People told us they felt safe. Risks to people were identified and managed appropriately. Where people were able to make decisions, about risks which may have an impact on them, they were supported to do this. We have made a recommendation about the records kept about the information given to people, which supports them to make independent and informed decisions about the use of bed rails. People received their medicines safely and clear records were kept in relation to these. This reduced the risk of potential errors associated with medicines.
Risks relating to people’s nutrition and the potential risk of choking on food or drink had been assessed and action taken to reduce these. Staff were well supported and received training in order to meet people’s needs. We have made a recommendation about reviewing the training given to staff in relation to supporting people who are at high risk of choking.
People had good access to medical support and other health and social care professionals when needed. The principles of the Mental Capacity Act were met. People were supported to have maximum choice and control of their lives and staff supported them in the least restrictive way possible; the policies and systems in the service supported this practice.
Care was provided in a kind and compassionate way. Staff took into consideration people’s wishes and preferences and tailored their care around these. People’s dignity and privacy was upheld and their diverse needs and beliefs supported. Relatives and friends were made to feel welcomed and were seen as integral to supporting people’s wellbeing.
People and where appropriate, their relatives, were involved in planning their care. Care plans gave staff guidance on how people wished their care to be delivered. People were supported to take part in activities, which they enjoyed and enabled them to be socially included. Arrangements were in place for complaints and areas of dissatisfaction to be raised, listened to and resolved, where possible. People were supported to have a dignified and comfortable death. End of life wishes and preferences were discussed and met. Relatives and those who mattered to people were supported at the time of a person’s death and afterwards.

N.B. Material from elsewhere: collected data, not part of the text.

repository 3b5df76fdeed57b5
// Domain layer: send jobs, outcomes, job records and the ports the engine depends on.

pub mod model;
pub mod ports;
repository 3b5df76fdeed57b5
use crate::domain::model::{AsyncJobRecord, JobState, SendOutcome};
use crate::domain::ports::JobStore;
use crate::utils::error::{DispatchError, Result};
use std::collections::HashMap;
use std::sync::{PoisonError, RwLock};
use uuid::Uuid;

/// 記憶體內的工作登記表，紀錄會保留到行程結束
#[derive(Debug, Default)]
pub struct InMemoryJobRegistry {
    jobs: RwLock<HashMap<String, AsyncJobRecord>>,
}

impl InMemoryJobRegistry {
    pub fn new() -> Self {
        Self::default()
    }
}

impl JobStore for InMemoryJobRegistry {
    fn create(&self) -> String {
        let id = Uuid::new_v4().to_string();
        let record = AsyncJobRecord::queued(id.clone());

        self.jobs
            .write()
            .unwrap_or_else(PoisonError::into_inner)
            .insert(id.clone(), record);

        tracing::debug!(job_id = %id, "Job registered");
        id
    }

    fn transition(&self, job_id: &str, state: JobState, outcome: Option<SendOutcome>) -> Result<()> {
        let mut jobs = self.jobs.write().unwrap_or_else(PoisonError::into_inner);

        let record = jobs
            .get_mut(job_id)
            .ok_or_else(|| DispatchError::NotFoundError {
                job_id: job_id.to_string(),
            })?;

        if !record.state.can_transition_to(state) {
            return Err(DispatchError::InvalidTransitionError {
                job_id: job_id.to_string(),
                from: record.state.to_string(),
                to: state.to_string(),
            });
        }

        tracing::debug!(job_id, from = %record.state, to = %state, "Job state changed");
        record.state = state;
        if outcome.is_some() {
            record.outcome = outcome;
        }
        Ok(())
    }

    fn get(&self, job_id: &str) -> Result<AsyncJobRecord> {
        self.jobs
            .read()
            .unwrap_or_else(PoisonError::into_inner)
            .get(job_id)
            .cloned()
            .ok_or_else(|| DispatchError::NotFoundError {
                job_id: job_id.to_string(),
            })
    }

    fn len(&self) -> usize {
        self.jobs.read().unwrap_or_else(PoisonError::into_inner).len()
    }
}
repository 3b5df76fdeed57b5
use crate::domain::model::{Recipient, SendJob};
use crate::utils::error::{DispatchError, Result};

/// 把批次請求的收件人清單轉成依序排列的 SendJob
///
/// 純號碼使用預設訊息；個人化項目優先使用自己的訊息，沒有時才退回預設訊息。
/// 任何一筆不合法都會讓整個批次失敗，錯誤會帶上該筆的索引。
pub fn resolve_recipients(
    recipients: &[Recipient],
    default_message: Option<&str>,
) -> Result<Vec<SendJob>> {
    if recipients.is_empty() {
        return Err(DispatchError::validation("Recipient list cannot be empty"));
    }

    let default_message = default_message.filter(|m| !m.trim().is_empty());

    recipients
        .iter()
        .enumerate()
        .map(|(index, recipient)| resolve_one(index, recipient, default_message))
        .collect()
}

fn resolve_one(index: usize, recipient: &Recipient, default_message: Option<&str>) -> Result<SendJob> {
    let (destination, own_message) = match recipient {
        Recipient::Plain(destination) => (Some(destination.as_str()), None),
        Recipient::Personalized { to, message } => (to.as_deref(), message.as_deref()),
        Recipient::Invalid(value) => {
            return Err(DispatchError::at_recipient(
                index,
                format!(
                    "must be a phone number string or an object with 'to' and 'message', got {}",
                    value
                ),
            ));
        }
    };

    let destination = destination
        .map(str::trim)
        .filter(|d| !d.is_empty())
        .ok_or_else(|| DispatchError::at_recipient(index, "destination ('to') cannot be empty"))?;

    let message = match own_message {
        Some(m) if !m.trim().is_empty() => m,
        Some(_) => {
            return Err(DispatchError::at_recipient(index, "message cannot be empty"));
        }
        None => default_message.ok_or_else(|| {
            DispatchError::at_recipient(index, "no message given and no default message supplied")
        })?,
    };

    Ok(SendJob::new(destination, message, index))
}

/// 單筆發送的欄位檢查
pub fn resolve_single(destination: &str, message: &str) -> Result<SendJob> {
    if destination.trim().is_empty() {
        return Err(DispatchError::validation("Field 'to' cannot be empty"));
    }
    if message.trim().is_empty() {
        return Err(DispatchError::validation("Field 'message' cannot be empty"));
    }
    Ok(SendJob::new(destination.trim(), message, 0))
}
use thiserror::Error;

#[derive(Error, Debug)]
pub enum DispatchError {
    #[error("Validation error: {message}")]
    ValidationError { message: String },

    #[error("Validation error at recipient {index}: {message}")]
    RecipientValidationError { index: usize, message: String },

    #[error("Job not found: {job_id}")]
    NotFoundError { job_id: String },

    #[error("Invalid transition for job {job_id}: {from} -> {to}")]
    InvalidTransitionError {
        job_id: String,
        from: String,
        to: String,
    },

    #[error("Worker pool saturated: {pending} pending sends (capacity {capacity})")]
    PoolSaturated { pending: usize, capacity: usize },

    #[error("Worker pool is shut down")]
    PoolClosed,

    #[error("Configuration error: {message}")]
    ConfigError { message: String },

    #[error("Invalid value '{value}' for {field}: {reason}")]
    InvalidConfigValueError {
        field: String,
        value: String,
        reason: String,
    },

    #[error("TOML parsing error: {0}")]
    TomlError(#[from] toml::de::Error),

    #[error("HTTP request failed: {0}")]
    HttpError(#[from] reqwest::Error),

    #[error("{url} responded with HTTP {status}")]
    UnexpectedStatus { url: String, status: u16 },

    #[error("IO error: {0}")]
    IoError(#[from] std::io::Error),
}

pub type Result<T> = std::result::Result<T, DispatchError>;

#[derive(Debug, Clone, Copy, PartialEq, Eq)]
pub enum ErrorCategory {
    Validation,
    NotFound,
    Capacity,
    Configuration,
    Network,
    Internal,
}

#[derive(Debug, Clone, Copy, PartialEq, Eq, PartialOrd, Ord)]
pub enum ErrorSeverity {
    Low,
    Medium,
    High,
    Critical,
}

impl DispatchError {
    pub fn validation(message: impl Into<String>) -> Self {
        Self::ValidationError {
            message: message.into(),
        }
    }

    pub fn at_recipient(index: usize, message: impl Into<String>) -> Self {
        Self::RecipientValidationError {
            index,
            message: message.into(),
        }
    }

    pub fn category(&self) -> ErrorCategory {
        match self {
            Self::ValidationError { .. } | Self::RecipientValidationError { .. } => {
                ErrorCategory::Validation
            }
            Self::NotFoundError { .. } => ErrorCategory::NotFound,
            Self::PoolSaturated { .. } | Self::PoolClosed => ErrorCategory::Capacity,
            Self::ConfigError { .. }
            | Self::InvalidConfigValueError { .. }
            | Self::TomlError(_) => ErrorCategory::Configuration,
            Self::HttpError(_) | Self::UnexpectedStatus { .. } => ErrorCategory::Network,
            Self::InvalidTransitionError { .. } | Self::IoError(_) => ErrorCategory::Internal,
        }
    }

    pub fn severity(&self) -> ErrorSeverity {
        match self.category() {
            ErrorCategory::Validation | ErrorCategory::NotFound => ErrorSeverity::Low,
            ErrorCategory::Capacity | ErrorCategory::Network => ErrorSeverity::Medium,
            ErrorCategory::Configuration => ErrorSeverity::High,
            ErrorCategory::Internal => ErrorSeverity::Critical,
        }
    }

    pub fn user_friendly_message(&self) -> String {
        match self {
            Self::RecipientValidationError { index, message } => {
                format!("Recipient #{} is invalid: {}", index, message)
            }
            Self::NotFoundError { job_id } => format!("No SMS job with id '{}'", job_id),
            Self::PoolSaturated { .. } => "Too many SMS are waiting to be sent".to_string(),
            Self::PoolClosed => "The service is shutting down".to_string(),
            Self::InvalidConfigValueError { field, reason, .. } => {
                format!("Configuration field '{}' is invalid: {}", field, reason)
            }
            other => other.to_string(),
        }
    }

    pub fn recovery_suggestion(&self) -> &'static str {
        match self.category() {
            ErrorCategory::Validation => "Check the 'to' and 'message' fields of the request",
            ErrorCategory::NotFound => "Job ids are only kept while the process is running",
            ErrorCategory::Capacity => "Retry later or submit a synchronous request",
            ErrorCategory::Configuration => "Fix the configuration file or command line flags",
            ErrorCategory::Network => "Make sure the service is running and reachable",
            ErrorCategory::Internal => "Check the service logs for details",
        }
    }
}

/// 發送失敗，只會被記錄在 SendOutcome 中，不會往外拋出
#[derive(Error, Debug)]
pub enum SendFailure {
    #[error("Failed to start send command: {0}")]
    Spawn(#[from] std::io::Error),

    #[error("Send command exited with {status}: {stderr}")]
    CommandFailed { status: String, stderr: String },

    #[error("Timeout after {seconds:.1}s while sending SMS")]
    Timeout { seconds: f64 },

    #[error("{0}")]
    Rejected(String),
}

#[cfg(test)]
mod tests {
    use super::*;

    #[test]
    fn test_categories_and_severity() {
        let err = DispatchError::at_recipient(2, "destination cannot be empty");
        assert_eq!(err.category(), ErrorCategory::Validation);
        assert_eq!(err.severity(), ErrorSeverity::Low);
        assert!(err.to_string().contains("recipient 2"));

        let err = DispatchError::PoolSaturated {
            pending: 30,
            capacity: 30,
        };
        assert_eq!(err.category(), ErrorCategory::Capacity);

        let err = DispatchError::InvalidTransitionError {
            job_id: "x".into(),
            from: "completed".into(),
            to: "queued".into(),
        };
        assert_eq!(err.severity(), ErrorSeverity::Critical);

        let err = DispatchError::UnexpectedStatus {
            url: "http://127.0.0.1:5000/health".into(),
            status: 503,
        };
        assert_eq!(err.category(), ErrorCategory::Network);
        assert_eq!(err.severity(), ErrorSeverity::Medium);
    }

    #[test]
    fn test_timeout_detail_mentions_timeout() {
        let failure = SendFailure::Timeout { seconds: 30.0 };
        assert!(failure.to_string().contains("Timeout"));
    }
}
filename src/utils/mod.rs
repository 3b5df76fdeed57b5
pub mod error;
pub mod logger;
pub mod monitor;
pub mod validation;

The service was led by a proactive registered manager. They were involved in initiatives and projects which improved the services provided to people who lived in the home, but which also made a wider contribution to improvements in adult social care generally. They were an effective communicator who could also listen, reflect on and use the feedback provided by people, visitors and staff to improve the service. They valued their staff and empowered them to challenge practices and to make ideas and suggestions. They went out of their way to make sure people’s individual life achievements and contributions were recognised and celebrated.
The registered manager ensured the home was in a position to maintain best practice and that it continued to have links with professionals, forums, agencies and places of learning, which could support this. There were arrangements in place to monitor performance, which they continually reflected on in order to drive further improvement. Strong links with the community had been made which benefited those who lived in the home. The home provided the local community with a valuable resource, but was also in the position to act as a resource for other adult social care services and professionals.